> _EXERCISE AIM_: Your answer must contain each line of the data, copied exactly.
[MATERIAL TO PROCESS]
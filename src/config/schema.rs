//! Configuration schema definitions.
//!
//! This module defines the complete configuration structure for the proxy.
//! All types derive Serde traits for deserialization from config files.

use serde::{Deserialize, Serialize};

/// Root configuration for the relay proxy.
#[derive(Debug, Clone, Deserialize, Serialize, Default)]
#[serde(default)]
pub struct ProxyConfig {
    /// Listener configuration (bind address).
    pub listener: ListenerConfig,

    /// The single backend every request is forwarded to.
    pub upstream: UpstreamConfig,

    /// Source address allow-listing.
    pub access: AccessConfig,

    /// Request size limits.
    pub limits: LimitsConfig,

    /// Timeout configuration.
    pub timeouts: TimeoutConfig,

    /// Forwarding-chain headers set by the proxy.
    pub forwarding: ForwardingConfig,

    /// Observability settings.
    pub observability: ObservabilityConfig,
}

/// Listener configuration.
#[derive(Debug, Clone, Deserialize, Serialize)]
#[serde(default)]
pub struct ListenerConfig {
    /// Bind address (e.g., "0.0.0.0:8080").
    pub bind_address: String,
}

impl Default for ListenerConfig {
    fn default() -> Self {
        Self {
            bind_address: "0.0.0.0:8080".to_string(),
        }
    }
}

/// Which Host header the backend receives.
#[derive(Debug, Clone, Copy, PartialEq, Eq, Deserialize, Serialize, Default)]
#[serde(rename_all = "snake_case")]
pub enum HostHeaderPolicy {
    /// Send the backend's own authority (`host[:port]` of `base_url`).
    #[default]
    Upstream,
    /// Send the Host the client used to reach the proxy.
    Preserve,
}

/// Upstream (backend) configuration.
#[derive(Debug, Clone, Deserialize, Serialize)]
#[serde(default)]
pub struct UpstreamConfig {
    /// Base URL, e.g. "http://10.128.0.63:8096". May carry a path prefix.
    pub base_url: String,

    /// Host header policy for outbound requests.
    pub host_header: HostHeaderPolicy,

    /// Idle connections kept per backend host. Dialing itself is unbounded.
    pub pool_max_idle_per_host: usize,

    /// Idle pooled connections are closed after this many seconds.
    pub pool_idle_secs: u64,
}

impl Default for UpstreamConfig {
    fn default() -> Self {
        Self {
            base_url: "http://127.0.0.1:8096".to_string(),
            host_header: HostHeaderPolicy::default(),
            pool_max_idle_per_host: 32,
            pool_idle_secs: 90,
        }
    }
}

/// Where the access check takes the client address from.
#[derive(Debug, Clone, Copy, PartialEq, Eq, Deserialize, Serialize, Default)]
#[serde(rename_all = "snake_case")]
pub enum ClientAddressSource {
    /// The transport-layer peer address only.
    #[default]
    Peer,
    /// The first entry of `forwarded_header`, honoured only for trusted peers.
    ForwardedHeader,
}

/// Access control configuration.
#[derive(Debug, Clone, Deserialize, Serialize)]
#[serde(default)]
pub struct AccessConfig {
    /// Allowed source networks in CIDR notation. A bare address is a single host.
    pub allowed_networks: Vec<String>,

    /// Client address source used for the allow-list check.
    pub client_address: ClientAddressSource,

    /// Header carrying the forwarding chain (comma separated, client first).
    pub forwarded_header: String,

    /// Peers whose `forwarded_header` is believed.
    pub trusted_proxies: Vec<String>,
}

impl Default for AccessConfig {
    fn default() -> Self {
        Self {
            allowed_networks: vec!["127.0.0.0/8".to_string(), "::1/128".to_string()],
            client_address: ClientAddressSource::default(),
            forwarded_header: "x-forwarded-for".to_string(),
            trusted_proxies: Vec::new(),
        }
    }
}

/// Request and connection limits.
#[derive(Debug, Clone, Deserialize, Serialize)]
#[serde(default)]
pub struct LimitsConfig {
    /// Maximum request body size in bytes.
    pub max_body_bytes: u64,
}

impl Default for LimitsConfig {
    fn default() -> Self {
        Self {
            max_body_bytes: 100 * 1024 * 1024, // 100MB, large enough for media uploads
        }
    }
}

/// Timeout configuration for the backend exchange.
#[derive(Debug, Clone, Deserialize, Serialize)]
#[serde(default)]
pub struct TimeoutConfig {
    /// Connection establishment timeout in seconds.
    pub connect_secs: u64,

    /// Time allowed until the backend's response head arrives, in seconds.
    pub request_secs: u64,

    /// Maximum silence while relaying a response body, in seconds. 0 disables it.
    pub body_idle_secs: u64,
}

impl Default for TimeoutConfig {
    fn default() -> Self {
        Self {
            connect_secs: 5,
            request_secs: 30,
            body_idle_secs: 30,
        }
    }
}

/// Forwarding headers written by the proxy.
#[derive(Debug, Clone, Deserialize, Serialize)]
#[serde(default)]
pub struct ForwardingConfig {
    /// Set X-Forwarded-For/-Proto/-Host on outbound requests.
    pub set_forwarded_headers: bool,
}

impl Default for ForwardingConfig {
    fn default() -> Self {
        Self {
            set_forwarded_headers: true,
        }
    }
}

/// Log output format.
#[derive(Debug, Clone, Copy, PartialEq, Eq, Deserialize, Serialize, Default)]
#[serde(rename_all = "snake_case")]
pub enum LogFormat {
    #[default]
    Pretty,
    Json,
}

/// Observability configuration.
#[derive(Debug, Clone, Deserialize, Serialize)]
#[serde(default)]
pub struct ObservabilityConfig {
    /// Log level (trace, debug, info, warn, error).
    pub log_level: String,

    /// Human readable or JSON log lines.
    pub log_format: LogFormat,

    /// Enable metrics endpoint.
    pub metrics_enabled: bool,

    /// Metrics endpoint bind address.
    pub metrics_address: String,
}

impl Default for ObservabilityConfig {
    fn default() -> Self {
        Self {
            log_level: "info".to_string(),
            log_format: LogFormat::default(),
            metrics_enabled: false,
            metrics_address: "127.0.0.1:9090".to_string(),
        }
    }
}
[/MATERIAL TO PROCESS]
> _TASK SOLUTION_:
filename src/config/schema.rs
//! Configuration schema definitions.
//!
//! This module defines the complete configuration structure for the proxy.
//! All types derive Serde traits for deserialization from config files.

use serde::{Deserialize, Serialize};

/// Root configuration for the relay proxy.
#[derive(Debug, Clone, Deserialize, Serialize, Default)]
#[serde(default)]
pub struct ProxyConfig {
    /// Listener configuration (bind address).
    pub listener: ListenerConfig,

    /// The single backend every request is forwarded to.
    pub upstream: UpstreamConfig,

    /// Source address allow-listing.
    pub access: AccessConfig,

    /// Request size limits.
    pub limits: LimitsConfig,

    /// Timeout configuration.
    pub timeouts: TimeoutConfig,

    /// Forwarding-chain headers set by the proxy.
    pub forwarding: ForwardingConfig,

    /// Observability settings.
    pub observability: ObservabilityConfig,
}

/// Listener configuration.
#[derive(Debug, Clone, Deserialize, Serialize)]
#[serde(default)]
pub struct ListenerConfig {
    /// Bind address (e.g., "0.0.0.0:8080").
    pub bind_address: String,
}

impl Default for ListenerConfig {
    fn default() -> Self {
        Self {
            bind_address: "0.0.0.0:8080".to_string(),
        }
    }
}

/// Which Host header the backend receives.
#[derive(Debug, Clone, Copy, PartialEq, Eq, Deserialize, Serialize, Default)]
#[serde(rename_all = "snake_case")]
pub enum HostHeaderPolicy {
    /// Send the backend's own authority (`host[:port]` of `base_url`).
    #[default]
    Upstream,
    /// Send the Host the client used to reach the proxy.
    Preserve,
}

/// Upstream (backend) configuration.
#[derive(Debug, Clone, Deserialize, Serialize)]
#[serde(default)]
pub struct UpstreamConfig {
    /// Base URL, e.g. "http://10.128.0.63:8096". May carry a path prefix.
    pub base_url: String,

    /// Host header policy for outbound requests.
    pub host_header: HostHeaderPolicy,

    /// Idle connections kept per backend host. Dialing itself is unbounded.
    pub pool_max_idle_per_host: usize,

    /// Idle pooled connections are closed after this many seconds.
    pub pool_idle_secs: u64,
}

impl Default for UpstreamConfig {
    fn default() -> Self {
        Self {
            base_url: "http://127.0.0.1:8096".to_string(),
            host_header: HostHeaderPolicy::default(),
            pool_max_idle_per_host: 32,
            pool_idle_secs: 90,
        }
    }
}

/// Where the access check takes the client address from.
#[derive(Debug, Clone, Copy, PartialEq, Eq, Deserialize, Serialize, Default)]
#[serde(rename_all = "snake_case")]
pub enum ClientAddressSource {
    /// The transport-layer peer address only.
    #[default]
    Peer,
    /// The first entry of `forwarded_header`, honoured only for trusted peers.
    ForwardedHeader,
}

/// Access control configuration.
#[derive(Debug, Clone, Deserialize, Serialize)]
#[serde(default)]
pub struct AccessConfig {
    /// Allowed source networks in CIDR notation. A bare address is a single host.
    pub allowed_networks: Vec<String>,

    /// Client address source used for the allow-list check.
    pub client_address: ClientAddressSource,

    /// Header carrying the forwarding chain (comma separated, client first).
    pub forwarded_header: String,

    /// Peers whose `forwarded_header` is believed.
    pub trusted_proxies: Vec<String>,
}

impl Default for AccessConfig {
    fn default() -> Self {
        Self {
            allowed_networks: vec!["127.0.0.0/8".to_string(), "::1/128".to_string()],
            client_address: ClientAddressSource::default(),
            forwarded_header: "x-forwarded-for".to_string(),
            trusted_proxies: Vec::new(),
        }
    }
}

/// Request and connection limits.
#[derive(Debug, Clone, Deserialize, Serialize)]
#[serde(default)]
pub struct LimitsConfig {
    /// Maximum request body size in bytes.
    pub max_body_bytes: u64,
}

impl Default for LimitsConfig {
    fn default() -> Self {
        Self {
            max_body_bytes: 100 * 1024 * 1024, // 100MB, large enough for media uploads
        }
    }
}

/// Timeout configuration for the backend exchange.
#[derive(Debug, Clone, Deserialize, Serialize)]
#[serde(default)]
pub struct TimeoutConfig {
    /// Connection establishment timeout in seconds.
    pub connect_secs: u64,

    /// Time allowed until the backend's response head arrives, in seconds.
    pub request_secs: u64,

    /// Maximum silence while relaying a response body, in seconds. 0 disables it.
    pub body_idle_secs: u64,
}

impl Default for TimeoutConfig {
    fn default() -> Self {
        Self {
            connect_secs: 5,
            request_secs: 30,
            body_idle_secs: 30,
        }
    }
}

/// Forwarding headers written by the proxy.
#[derive(Debug, Clone, Deserialize, Serialize)]
#[serde(default)]
pub struct ForwardingConfig {
    /// Set X-Forwarded-For/-Proto/-Host on outbound requests.
    pub set_forwarded_headers: bool,
}

impl Default for ForwardingConfig {
    fn default() -> Self {
        Self {
            set_forwarded_headers: true,
        }
    }
}

/// Log output format.
#[derive(Debug, Clone, Copy, PartialEq, Eq, Deserialize, Serialize, Default)]
#[serde(rename_all = "snake_case")]
pub enum LogFormat {
    #[default]
    Pretty,
    Json,
}

/// Observability configuration.
#[derive(Debug, Clone, Deserialize, Serialize)]
#[serde(default)]
pub struct ObservabilityConfig {
    /// Log level (trace, debug, info, warn, error).
    pub log_level: String,

    /// Human readable or JSON log lines.
    pub log_format: LogFormat,

    /// Enable metrics endpoint.
    pub metrics_enabled: bool,

    /// Metrics endpoint bind address.
    pub metrics_address: String,
}

impl Default for ObservabilityConfig {
    fn default() -> Self {
        Self {
            log_level: "info".to_string(),
            log_format: LogFormat::default(),
            metrics_enabled: false,
            metrics_address: "127.0.0.1:9090".to_string(),
        }
    }
}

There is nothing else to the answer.